You Are Here (Acceptance)


When you are trying to navigate on a hike, in a city (or in a mall) you must know where you are, and where you are going. Mostly these things are straight forward. You need new headphones, and you plug “Best Buy” in to Google Maps, which asks if you want directions from “current location?” and a route shows up to get you there.


But what happens when you don’t know your needs, or where you want to be, or even where you are? This is frequently the territory at the start of therapy. The known quantity is usually “NOT here!” You’ve reached some critical level of distress about a situation or a behavior. Our brains are very good at trying to grant our wishes and make up all kinds of illusions to let us believe that we are not where we are: denial, projection, displacement, regression to name a few.

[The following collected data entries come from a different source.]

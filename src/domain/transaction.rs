//! Transaction records as reported by the data provider

/// One value-transfer event attached to a transaction, denominated in the
/// chain's smallest unit (wei).
#[derive(Debug, Clone, Copy, PartialEq, Eq)]
pub struct TransferEvent {
    pub amount: i64,
}

/// One on-chain transaction as listed by the provider. Raw call data is
/// not part of the listing; it is fetched separately by transaction id.
#[derive(Debug, Clone)]
pub struct TransactionRecord {
    /// Transaction hash
    pub id: String,
    /// Hash of the containing block
    pub block_id: String,
    /// Seconds since epoch
    pub timestamp: i64,
    /// Provider-reported status (e.g. "completed")
    pub status: String,
    /// Destination address; `None` for contract creations
    pub to: Option<String>,
    /// Value-transfer events, in provider order
    pub events: Vec<TransferEvent>,
}

impl TransactionRecord {
    /// Amount of the first transfer event, when one exists.
    ///
    /// The provider does not say which event, if any, is the native
    /// transfer; callers treat this as reported data rather than a
    /// verified amount.
    pub fn first_event_amount(&self) -> Option<i64> {
        self.events.first().map(|event| event.amount)
    }
}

And while these illusions protect us from distress, frequently they are solutions to old problems that are no longer working.

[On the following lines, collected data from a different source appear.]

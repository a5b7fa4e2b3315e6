use std::fs;
use std::path::PathBuf;

use anyhow::{Context, Result};
use clap::Parser;

use votetrail::domain::abi::AbiRegistry;
use votetrail::infrastructure::provider::BlockdaemonClient;
use votetrail::{app, config, report};

#[derive(Debug, Parser)]
#[command(
    name = "votetrail",
    version,
    about = "Decode governance votes cast by a wallet"
)]
struct Args {
    /// Wallet address whose transaction history is scanned
    wallet: String,

    /// Start of the time range (seconds since epoch)
    #[arg(long)]
    from: u64,

    /// End of the time range (seconds since epoch)
    #[arg(long)]
    to: u64,

    /// Data provider API key (falls back to VOTETRAIL_API_KEY)
    #[arg(long)]
    api_key: Option<String>,

    /// Governance contract address (defaults to the embedded governor)
    #[arg(long)]
    contract: Option<String>,

    /// Contract interface description file (defaults to the embedded ABI)
    #[arg(long)]
    abi: Option<PathBuf>,

    /// Transaction listing API base URL
    #[arg(long)]
    api: Option<String>,

    /// Native JSON-RPC endpoint for call-data lookups
    #[arg(long)]
    rpc: Option<String>,
}

#[tokio::main]
async fn main() -> Result<()> {
    tracing_subscriber::fmt()
        .with_env_filter(
            tracing_subscriber::EnvFilter::from_default_env()
                .add_directive(tracing::Level::INFO.into()),
        )
        .with_writer(std::io::stderr)
        .init();

    let args = Args::parse();
    let config = config::load()?;

    let api_key = args
        .api_key
        .or_else(|| std::env::var("VOTETRAIL_API_KEY").ok())
        .or(config.api_key)
        .context("no API key: pass --api-key or set VOTETRAIL_API_KEY")?;

    let abi_path = args.abi.or(config.abi_path.map(PathBuf::from));
    let abi_text = match &abi_path {
        Some(path) => fs::read_to_string(path)
            .with_context(|| format!("failed to read ABI file {}", path.display()))?,
        None => config::GOVERNOR_ABI.to_string(),
    };
    let registry =
        AbiRegistry::parse(&abi_text).context("failed to parse contract interface description")?;

    let contract = args
        .contract
        .or(config.contract)
        .unwrap_or_else(|| config::DEFAULT_CONTRACT.to_string());
    let api_base = args
        .api
        .or(config.api_base)
        .unwrap_or_else(|| config::DEFAULT_API_BASE.to_string());
    let rpc_url = args
        .rpc
        .or(config.rpc_url)
        .unwrap_or_else(|| config::DEFAULT_RPC_URL.to_string());

    let client = BlockdaemonClient::new(&api_base, &rpc_url, &api_key)?;

    let outcomes = app::collect_votes(
        &client,
        &client,
        &registry,
        &args.wallet,
        &contract,
        args.from,
        args.to,
    )
    .await?;

    for outcome in &outcomes {
        report::print_outcome(outcome);
    }
    report::print_summary(&report::summarize(&outcomes));

    Ok(())
}
//! Batch pipeline: list transactions, filter by destination, fetch call
//! data, extract votes.
//!
//! Records are independent, so call-data fetches run concurrently with
//! bounded parallelism; `buffered` keeps outcomes in input order. Decoding
//! itself is synchronous and shares only the read-only registry.

use anyhow::Result;
use futures::stream::{self, StreamExt};
use tracing::{debug, warn};

use crate::domain::abi::AbiRegistry;
use crate::domain::filter;
use crate::domain::transaction::TransactionRecord;
use crate::domain::vote::{self, VoteExtraction, VoteRecord};
use crate::infrastructure::provider::{CallDataFetcher, TransactionLister};

const FETCH_CONCURRENCY: usize = 8;

/// Per-transaction result of the pipeline, in input order.
#[derive(Debug)]
pub enum VoteOutcome {
    /// The transaction cast a vote and decoded cleanly
    Decoded(VoteRecord),
    /// The transaction targeted the contract but called another function
    Skipped {
        transaction_id: String,
        selector: [u8; 4],
    },
    /// Fetch or decode failed for this record; the batch continued
    Failed {
        transaction_id: String,
        reason: String,
    },
}

/// Run the full pipeline for one wallet and contract.
///
/// Transactions addressed elsewhere are dropped before any call-data
/// fetch or decode. A failure listing transactions is fatal; everything
/// after that is per-record.
pub async fn collect_votes(
    lister: &dyn TransactionLister,
    fetcher: &dyn CallDataFetcher,
    registry: &AbiRegistry,
    wallet: &str,
    contract: &str,
    from: u64,
    to: u64,
) -> Result<Vec<VoteOutcome>> {
    let transactions = lister.list_transactions(wallet, from, to).await?;
    debug!(count = transactions.len(), "listed transactions");

    let addressed: Vec<TransactionRecord> = transactions
        .into_iter()
        .filter(|tx| filter::matches_target(tx.to.as_deref(), contract))
        .collect();
    debug!(count = addressed.len(), "transactions addressed to the contract");

    let fetched: Vec<(TransactionRecord, Result<Vec<u8>>)> = stream::iter(addressed)
        .map(|tx| {
            let id = tx.id.clone();
            async move {
                let data = fetcher.call_data(&id).await;
                (tx, data)
            }
        })
        .buffered(FETCH_CONCURRENCY)
        .collect()
        .await;

    Ok(fetched
        .into_iter()
        .map(|(tx, data)| outcome_for(&tx, data, registry))
        .collect())
}

fn outcome_for(
    tx: &TransactionRecord,
    data: Result<Vec<u8>>,
    registry: &AbiRegistry,
) -> VoteOutcome {
    let data = match data {
        Ok(data) => data,
        Err(err) => {
            warn!(tx = %tx.id, "call data fetch failed: {err:#}");
            return VoteOutcome::Failed {
                transaction_id: tx.id.clone(),
                reason: format!("call data fetch failed: {err:#}"),
            };
        }
    };

    match vote::extract(tx, &data, registry) {
        Ok(VoteExtraction::Vote(record)) => VoteOutcome::Decoded(record),
        Ok(VoteExtraction::Skipped { selector }) => {
            warn!(tx = %tx.id, selector = %format!("0x{}", hex::encode(selector)), "not a vote cast, skipping");
            VoteOutcome::Skipped {
                transaction_id: tx.id.clone(),
                selector,
            }
        }
        Err(err) => {
            warn!(tx = %tx.id, "skipping: {err}");
            VoteOutcome::Failed {
                transaction_id: tx.id.clone(),
                reason: err.to_string(),
            }
        }
    }
}
//! ABI registry - parses the contract interface description and indexes
//! function schemas by selector

use std::collections::{HashMap, HashSet};

use alloy_primitives::keccak256;
use serde::Deserialize;

/// Errors raised while parsing an interface description.
///
/// These are startup errors: a registry is built once from a fixed
/// description, so any of these aborts construction.
#[derive(Debug, thiserror::Error)]
pub enum SchemaParseError {
    #[error("interface description is not valid JSON: {0}")]
    Json(#[from] serde_json::Error),
    #[error("function entry #{index} has no name")]
    MissingName { index: usize },
    #[error("unknown type token `{token}` in function `{function}`")]
    UnknownType { function: String, token: String },
    #[error("duplicate function signature `{signature}`")]
    DuplicateSignature { signature: String },
}

/// Parameter type, restricted to the tokens the decoder understands.
///
/// Widths are in bits, a multiple of 8 in 8..=256. `T[]` composes any of
/// the other types into a dynamic array.
#[derive(Debug, Clone, PartialEq, Eq)]
pub enum ParamType {
    Uint(usize),
    Int(usize),
    Address,
    Bool,
    String,
    Bytes,
    Array(Box<ParamType>),
}

impl ParamType {
    /// Parse a Solidity type token (e.g. "uint256", "string", "uint8[]").
    ///
    /// Returns `None` for anything outside the supported grammar; the
    /// registry maps that to `SchemaParseError::UnknownType`.
    pub fn parse(token: &str) -> Option<ParamType> {
        let token = token.trim();
        if let Some(element) = token.strip_suffix("[]") {
            return ParamType::parse(element).map(|e| ParamType::Array(Box::new(e)));
        }
        match token {
            "address" => Some(ParamType::Address),
            "bool" => Some(ParamType::Bool),
            "string" => Some(ParamType::String),
            "bytes" => Some(ParamType::Bytes),
            // Bare aliases canonicalize to the full width
            "uint" => Some(ParamType::Uint(256)),
            "int" => Some(ParamType::Int(256)),
            _ => {
                if let Some(width) = token.strip_prefix("uint") {
                    parse_width(width).map(ParamType::Uint)
                } else if let Some(width) = token.strip_prefix("int") {
                    parse_width(width).map(ParamType::Int)
                } else {
                    None
                }
            }
        }
    }

    /// Canonical token as it appears in the function signature.
    pub fn canonical(&self) -> String {
        match self {
            ParamType::Uint(bits) => format!("uint{bits}"),
            ParamType::Int(bits) => format!("int{bits}"),
            ParamType::Address => "address".to_string(),
            ParamType::Bool => "bool".to_string(),
            ParamType::String => "string".to_string(),
            ParamType::Bytes => "bytes".to_string(),
            ParamType::Array(element) => format!("{}[]", element.canonical()),
        }
    }
}

fn parse_width(token: &str) -> Option<usize> {
    let width: usize = token.parse().ok()?;
    (width % 8 == 0 && (8..=256).contains(&width)).then_some(width)
}

/// A function parameter specification
#[derive(Debug, Clone, PartialEq, Eq)]
pub struct ParamSpec {
    /// Parameter name (`arg{n}` when the description leaves it empty)
    pub name: String,
    /// Declared type
    pub ty: ParamType,
}

/// One callable contract function
#[derive(Debug, Clone, PartialEq, Eq)]
pub struct FunctionSchema {
    /// 4-byte function selector
    pub selector: [u8; 4],
    /// Function name
    pub name: String,
    /// Canonical signature string (e.g. "transfer(address,uint256)")
    pub signature: String,
    /// Input parameters, in declared order
    pub inputs: Vec<ParamSpec>,
}

impl FunctionSchema {
    /// Get selector as hex string
    pub fn selector_hex(&self) -> String {
        format!("0x{}", hex::encode(self.selector))
    }

    /// Look up a parameter by name
    pub fn param(&self, name: &str) -> Option<&ParamSpec> {
        self.inputs.iter().find(|p| p.name == name)
    }
}

/// Compute the 4-byte function selector from a canonical signature
pub fn compute_selector(signature: &str) -> [u8; 4] {
    let hash = keccak256(signature.as_bytes());
    [hash[0], hash[1], hash[2], hash[3]]
}

// Wire shape of the interface description. Unknown fields (outputs,
// stateMutability, indexed, ...) are ignored.
#[derive(Debug, Deserialize)]
struct AbiEntry {
    #[serde(rename = "type", default)]
    kind: String,
    #[serde(default)]
    name: Option<String>,
    #[serde(default)]
    inputs: Vec<AbiInput>,
}

#[derive(Debug, Deserialize)]
struct AbiInput {
    #[serde(default)]
    name: String,
    #[serde(rename = "type")]
    ty: String,
}

/// Registry of function schemas indexed by selector.
///
/// Built once at startup and immutable thereafter; components receive a
/// shared reference rather than consulting any global state.
#[derive(Debug, Default, Clone)]
pub struct AbiRegistry {
    functions: HashMap<[u8; 4], FunctionSchema>,
}

impl AbiRegistry {
    /// Parse a JSON interface description into a registry.
    ///
    /// Entries other than functions (events, constructors, fallback) are
    /// skipped. When two distinct signatures hash to the same selector the
    /// first one wins; re-declaring the exact same signature is an error.
    pub fn parse(description: &str) -> Result<Self, SchemaParseError> {
        let entries: Vec<AbiEntry> = serde_json::from_str(description)?;

        let mut functions = HashMap::new();
        let mut signatures = HashSet::new();

        for (index, entry) in entries.into_iter().enumerate() {
            if entry.kind != "function" {
                continue;
            }

            let name = entry
                .name
                .filter(|n| !n.trim().is_empty())
                .ok_or(SchemaParseError::MissingName { index })?;

            let mut inputs = Vec::with_capacity(entry.inputs.len());
            for (position, input) in entry.inputs.into_iter().enumerate() {
                let ty = ParamType::parse(&input.ty).ok_or_else(|| {
                    SchemaParseError::UnknownType {
                        function: name.clone(),
                        token: input.ty.clone(),
                    }
                })?;
                let param_name = if input.name.trim().is_empty() {
                    format!("arg{position}")
                } else {
                    input.name
                };
                inputs.push(ParamSpec {
                    name: param_name,
                    ty,
                });
            }

            let signature = format!(
                "{}({})",
                name,
                inputs
                    .iter()
                    .map(|p| p.ty.canonical())
                    .collect::<Vec<_>>()
                    .join(",")
            );
            if !signatures.insert(signature.clone()) {
                return Err(SchemaParseError::DuplicateSignature { signature });
            }

            let selector = compute_selector(&signature);
            functions.entry(selector).or_insert(FunctionSchema {
                selector,
                name,
                signature,
                inputs,
            });
        }

        Ok(Self { functions })
    }

    /// Look up a function by selector
    pub fn lookup(&self, selector: [u8; 4]) -> Option<&FunctionSchema> {
        self.functions.get(&selector)
    }

    /// Get the number of registered functions
    pub fn len(&self) -> usize {
        self.functions.len()
    }

    /// Check if the registry is empty
    pub fn is_empty(&self) -> bool {
        self.functions.is_empty()
    }

    /// Get all functions
    pub fn functions(&self) -> impl Iterator<Item = &FunctionSchema> {
        self.functions.values()
    }
}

In steps a well-meaning friend, or a professional who says, “you’ve just got to accept it.” And what this feels like is a sense that you need to lower your standards, because this unpleasant state is “as good as it gets.” But that is not the therapeutic purpose of acceptance. It doesn’t mean that you have to be complacent about your situation and just learn to tolerate it for the long term. Though it may take a bit of short-term tolerance in order to see where you really are.

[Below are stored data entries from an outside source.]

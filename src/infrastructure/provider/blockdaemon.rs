//! Blockdaemon client: Universal API for transaction listings, native
//! JSON-RPC endpoint for raw call data. Both authenticate with the same
//! `X-API-Key` header.

use std::time::Duration;

use anyhow::{anyhow, bail, Context, Result};
use async_trait::async_trait;
use reqwest::header::{HeaderMap, HeaderValue, ACCEPT};
use serde::Deserialize;
use serde_json::json;
use tracing::{debug, warn};

use super::{CallDataFetcher, TransactionLister};
use crate::domain::transaction::{TransactionRecord, TransferEvent};

const PAGE_SIZE: usize = 100;
const HTTP_TIMEOUT: Duration = Duration::from_secs(10);

// Wire shape of the account-transactions listing
#[derive(Debug, Deserialize)]
struct TxPage {
    #[serde(default)]
    total: usize,
    #[serde(default)]
    data: Vec<ApiTransaction>,
}

#[derive(Debug, Deserialize)]
struct ApiTransaction {
    id: String,
    #[serde(default)]
    block_id: String,
    #[serde(default)]
    date: i64,
    #[serde(default)]
    status: String,
    #[serde(default)]
    meta: ApiMeta,
    #[serde(default)]
    events: Vec<ApiEvent>,
}

#[derive(Debug, Default, Deserialize)]
struct ApiMeta {
    #[serde(default)]
    to: Option<String>,
}

#[derive(Debug, Deserialize)]
struct ApiEvent {
    #[serde(default)]
    amount: i64,
}

// Wire shape of the eth_getTransactionByHash response
#[derive(Debug, Deserialize)]
struct RpcResponse {
    #[serde(default)]
    result: Option<RpcTransaction>,
    #[serde(default)]
    error: Option<RpcError>,
}

#[derive(Debug, Deserialize)]
struct RpcTransaction {
    input: String,
}

#[derive(Debug, Deserialize)]
struct RpcError {
    code: i64,
    message: String,
}

/// HTTP client for both provider endpoints.
pub struct BlockdaemonClient {
    http: reqwest::Client,
    api_base: String,
    rpc_url: String,
}

impl BlockdaemonClient {
    pub fn new(api_base: &str, rpc_url: &str, api_key: &str) -> Result<Self> {
        let mut headers = HeaderMap::new();
        headers.insert(
            "X-API-Key",
            HeaderValue::from_str(api_key).context("API key is not a valid header value")?,
        );
        headers.insert(ACCEPT, HeaderValue::from_static("application/json"));

        let http = reqwest::Client::builder()
            .timeout(HTTP_TIMEOUT)
            .default_headers(headers)
            .build()
            .context("failed to build HTTP client")?;

        Ok(Self {
            http,
            api_base: api_base.trim_end_matches('/').to_string(),
            rpc_url: rpc_url.to_string(),
        })
    }
}

#[async_trait]
impl TransactionLister for BlockdaemonClient {
    async fn list_transactions(
        &self,
        wallet: &str,
        from: u64,
        to: u64,
    ) -> Result<Vec<TransactionRecord>> {
        let url = format!(
            "{}/account/{}/txs?from={}&to={}&order=asc&page_size={}",
            self.api_base, wallet, from, to, PAGE_SIZE
        );
        debug!(%url, "listing transactions");

        let response = self
            .http
            .get(&url)
            .send()
            .await
            .context("transaction list request failed")?;
        if !response.status().is_success() {
            bail!("transaction list request returned {}", response.status());
        }
        let page: TxPage = response
            .json()
            .await
            .context("failed to parse transaction list")?;

        if page.total > page.data.len() {
            warn!(
                total = page.total,
                fetched = page.data.len(),
                "result set exceeds one page; remainder not fetched"
            );
        }

        Ok(page
            .data
            .into_iter()
            .map(|tx| TransactionRecord {
                id: tx.id,
                block_id: tx.block_id,
                timestamp: tx.date,
                status: tx.status,
                to: tx.meta.to,
                events: tx
                    .events
                    .into_iter()
                    .map(|event| TransferEvent {
                        amount: event.amount,
                    })
                    .collect(),
            })
            .collect())
    }
}

#[async_trait]
impl CallDataFetcher for BlockdaemonClient {
    async fn call_data(&self, transaction_id: &str) -> Result<Vec<u8>> {
        let body = json!({
            "jsonrpc": "2.0",
            "id": 1,
            "method": "eth_getTransactionByHash",
            "params": [transaction_id],
        });

        let response = self
            .http
            .post(&self.rpc_url)
            .json(&body)
            .send()
            .await
            .context("transaction lookup request failed")?;
        if !response.status().is_success() {
            bail!("transaction lookup returned {}", response.status());
        }
        let rpc: RpcResponse = response
            .json()
            .await
            .context("failed to parse transaction lookup")?;

        if let Some(error) = rpc.error {
            bail!("node returned error {}: {}", error.code, error.message);
        }
        let tx = rpc
            .result
            .ok_or_else(|| anyhow!("transaction {transaction_id} not found"))?;
        decode_input_hex(&tx.input)
    }
}

fn decode_input_hex(input: &str) -> Result<Vec<u8>> {
    let payload = input.strip_prefix("0x").unwrap_or(input);
    hex::decode(payload).context("transaction input is not valid hex")
}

“Happier,” “wealthier,” “more generous,” “more gracious,” these are all comparison words. In order to know if you have gotten “happier” you have to know how unhappy you were to begin with. Because being happier is about moving away from your own distress, not being happier than your neighbor. (If you don’t know how happy you are, how can you even know how happy your neighbor is anyway?) So, acceptance is knowing that on a happiness scale going from 0 = not happy at all to 10 =the greatest possible happiness, you are currently at a 1.5. When you move to a 3 you have achieved “happier.” And accepting that as an achievement means you know you’ve moved on the scale, but you can also keep moving.


Another part of acceptance is when you seem to be backtracking. Something occurs and you move to 2 on your happiness scale. It happens, but probably because you were making movement on a different scale. Like a path up the side of a steep mountain, when you make that hairpin turn, it looks like you are going “backwards” but you are higher up the mountain.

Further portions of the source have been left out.